*** Begin section ***
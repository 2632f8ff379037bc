//! Works out which company a run is about.
//!
//! A plain search term is used as-is. A website URL is turned into a brand
//! name from the page's metadata: by the oracle when one is configured and
//! confident enough, otherwise by a fixed heuristic over the same metadata.

use crate::oracle::Oracle;
use crate::repair::parse_response;
use crate::sources::HtmlFetcher;
use crate::utils::truncate_for_log;
use once_cell::sync::Lazy;
use scraper::{Html, Selector};
use serde::Serialize;
use serde_json::{Map, Value};
use tracing::{info, instrument, warn};
use url::Url;

/// Oracle answers below this confidence are replaced by the heuristic.
pub const MIN_CONFIDENCE: f64 = 0.3;

static TITLE: Lazy<Selector> = Lazy::new(|| Selector::parse("title").expect("static selector"));
static DESCRIPTION: Lazy<Selector> =
    Lazy::new(|| Selector::parse(r#"meta[name="description"]"#).expect("static selector"));
static OG_TITLE: Lazy<Selector> =
    Lazy::new(|| Selector::parse(r#"meta[property="og:title"]"#).expect("static selector"));
static OG_SITE_NAME: Lazy<Selector> =
    Lazy::new(|| Selector::parse(r#"meta[property="og:site_name"]"#).expect("static selector"));
static APPLICATION_NAME: Lazy<Selector> =
    Lazy::new(|| Selector::parse(r#"meta[name="application-name"]"#).expect("static selector"));
static H1: Lazy<Selector> = Lazy::new(|| Selector::parse("h1").expect("static selector"));

/// How the subject name was obtained.
#[derive(Debug, Clone, Copy, PartialEq, Eq)]
pub enum Method {
    SearchTerm,
    Oracle,
    Heuristic,
}

#[derive(Debug, Clone, PartialEq)]
pub struct Subject {
    pub name: String,
    pub confidence: f64,
    pub explanation: String,
    pub method: Method,
}

/// True for absolute `http`/`https` URLs with a host.
pub fn is_valid_url(candidate: &str) -> bool {
    Url::parse(candidate)
        .map(|u| matches!(u.scheme(), "http" | "https") && u.host_str().is_some_and(|h| !h.is_empty()))
        .unwrap_or(false)
}

/// Branding hints collected from a company web page.
#[derive(Debug, Clone, Default, PartialEq, Eq, Serialize)]
pub struct PageMetadata {
    pub title: Option<String>,
    pub meta_description: Option<String>,
    pub og_title: Option<String>,
    pub og_site_name: Option<String>,
    pub h1: Option<String>,
    #[serde(skip)]
    pub application_name: Option<String>,
    /// Host without a leading `www.`.
    pub domain: String,
}

impl PageMetadata {
    /// Metadata with only the domain known, for pages that could not be
    /// fetched.
    pub fn for_url(url: &str) -> Self {
        Self {
            domain: domain_of(url),
            ..Self::default()
        }
    }

    pub fn from_html(url: &str, html: &str) -> Self {
        let doc = Html::parse_document(html);
        let text_of = |selector: &Selector| {
            doc.select(selector)
                .next()
                .map(|el| el.text().collect::<String>())
                .and_then(non_blank)
        };
        let content_of = |selector: &Selector| {
            doc.select(selector)
                .next()
                .and_then(|el| el.value().attr("content"))
                .map(str::to_string)
                .and_then(non_blank)
        };
        Self {
            title: text_of(&TITLE),
            meta_description: content_of(&DESCRIPTION),
            og_title: content_of(&OG_TITLE),
            og_site_name: content_of(&OG_SITE_NAME),
            h1: text_of(&H1),
            application_name: content_of(&APPLICATION_NAME),
            domain: domain_of(url),
        }
    }
}

fn non_blank(s: String) -> Option<String> {
    let trimmed = s.trim();
    (!trimmed.is_empty()).then(|| trimmed.to_string())
}

fn domain_of(url: &str) -> String {
    Url::parse(url)
        .ok()
        .and_then(|u| u.host_str().map(str::to_string))
        .map(|host| host.strip_prefix("www.").map(str::to_string).unwrap_or(host))
        .unwrap_or_default()
}

/// `og:site_name`, then `<title>`, then `application-name`, then a name
/// derived from the domain.
pub fn heuristic_name(meta: &PageMetadata) -> String {
    [&meta.og_site_name, &meta.title, &meta.application_name]
        .into_iter()
        .flatten()
        .next()
        .cloned()
        .unwrap_or_else(|| name_from_domain(&meta.domain))
}

/// `foobar-inc.org` becomes `Foobar Inc`.
pub fn name_from_domain(domain: &str) -> String {
    let label = domain.split('.').next().unwrap_or_default();
    label
        .split(['-', '_'])
        .filter(|w| !w.is_empty())
        .map(|word| {
            let mut chars = word.chars();
            match chars.next() {
                Some(first) => first.to_uppercase().chain(chars.flat_map(char::to_lowercase)).collect(),
                None => String::new(),
            }
        })
        .collect::<Vec<String>>()
        .join(" ")
}

fn build_prompt(meta: &PageMetadata) -> String {
    let metadata = serde_json::to_string(meta).unwrap_or_default();
    format!(
        "You are identifying the correct brand name associated with the following website. \
This should be the name most prominently used by the public and in branding, including headlines and user interfaces. \
Do NOT default to the parent company unless the brand name is unclear or not independently recognized. \
Avoid legal suffixes like 'Inc.' or 'LLC' unless part of the public-facing brand.\n\
Respond in JSON format:\n\
- 'inferred_name': a string\n\
- 'confidence': a float from 0.0 to 1.0\n\
- 'explanation': a brief rationale (1-2 sentences)\n\
Only include the requested keys in your response. Do not add any extra text or commentary.\n\
METADATA: {metadata}"
    )
}

fn parse_inference(object: &Map<String, Value>) -> Option<(String, f64, String)> {
    let name = object
        .get("inferred_name")
        .and_then(Value::as_str)
        .map(str::trim)
        .filter(|n| !n.is_empty())?
        .to_string();
    let confidence = match object.get("confidence") {
        Some(Value::Number(n)) => n.as_f64().unwrap_or(0.0),
        Some(Value::String(s)) => s.trim().parse().unwrap_or(0.0),
        _ => 0.0,
    };
    let explanation = object
        .get("explanation")
        .and_then(Value::as_str)
        .unwrap_or_default()
        .to_string();
    Some((name, confidence, explanation))
}

fn heuristic(meta: &PageMetadata, explanation: &str) -> Subject {
    Subject {
        name: heuristic_name(meta),
        confidence: 0.0,
        explanation: explanation.to_string(),
        method: Method::Heuristic,
    }
}

/// Resolve `query` to the company name used for searching, prompting and
/// file naming.
#[instrument(level = "info", skip_all, fields(%query))]
pub async fn resolve_subject(
    query: &str,
    fetcher: &dyn HtmlFetcher,
    oracle: Option<&dyn Oracle>,
) -> Subject {
    let query = query.trim();
    if !is_valid_url(query) {
        info!("Treating input as a search term");
        return Subject {
            name: query.to_string(),
            confidence: 1.0,
            explanation: "Input used as search term.".to_string(),
            method: Method::SearchTerm,
        };
    }

    let meta = match fetcher.fetch_html(query).await {
        Ok(html) => PageMetadata::from_html(query, &html),
        Err(e) => {
            warn!(error = %e, "Could not fetch company page; using domain only");
            PageMetadata::for_url(query)
        }
    };
    info!(?meta, "Collected page metadata");

    let Some(oracle) = oracle else {
        return heuristic(&meta, "Heuristic extractor; no LLM configured.");
    };

    let raw = match oracle.call(&build_prompt(&meta)).await {
        Ok(raw) => raw,
        Err(e) => {
            warn!(error = %e, "Brand name inference failed");
            return heuristic(&meta, "Fallback to heuristic extractor due to LLM failure.");
        }
    };
    info!(response = %truncate_for_log(&raw, 500), "Brand name oracle response");

    match parse_response(&raw).into_object().as_ref().and_then(parse_inference) {
        Some((name, confidence, explanation)) if confidence >= MIN_CONFIDENCE => {
            info!(%name, confidence, "Inferred brand name");
            Subject {
                name,
                confidence,
                explanation,
                method: Method::Oracle,
            }
        }
        Some((name, confidence, _)) => {
            info!(%name, confidence, "Low-confidence brand name; using heuristic");
            heuristic(&meta, "Fallback to heuristic extractor due to low LLM confidence.")
        }
        None => {
            info!("Unusable brand name response; using heuristic");
            heuristic(&meta, "Fallback to heuristic extractor due to LLM failure.")
        }
    }
}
*** End section ***
Collect from the data above every line that includes "using".

_TASK OUTPUT_
            warn!(error = %e, "Could not fetch company page; using domain only");
            info!(%name, confidence, "Low-confidence brand name; using heuristic");
            info!("Unusable brand name response; using heuristic");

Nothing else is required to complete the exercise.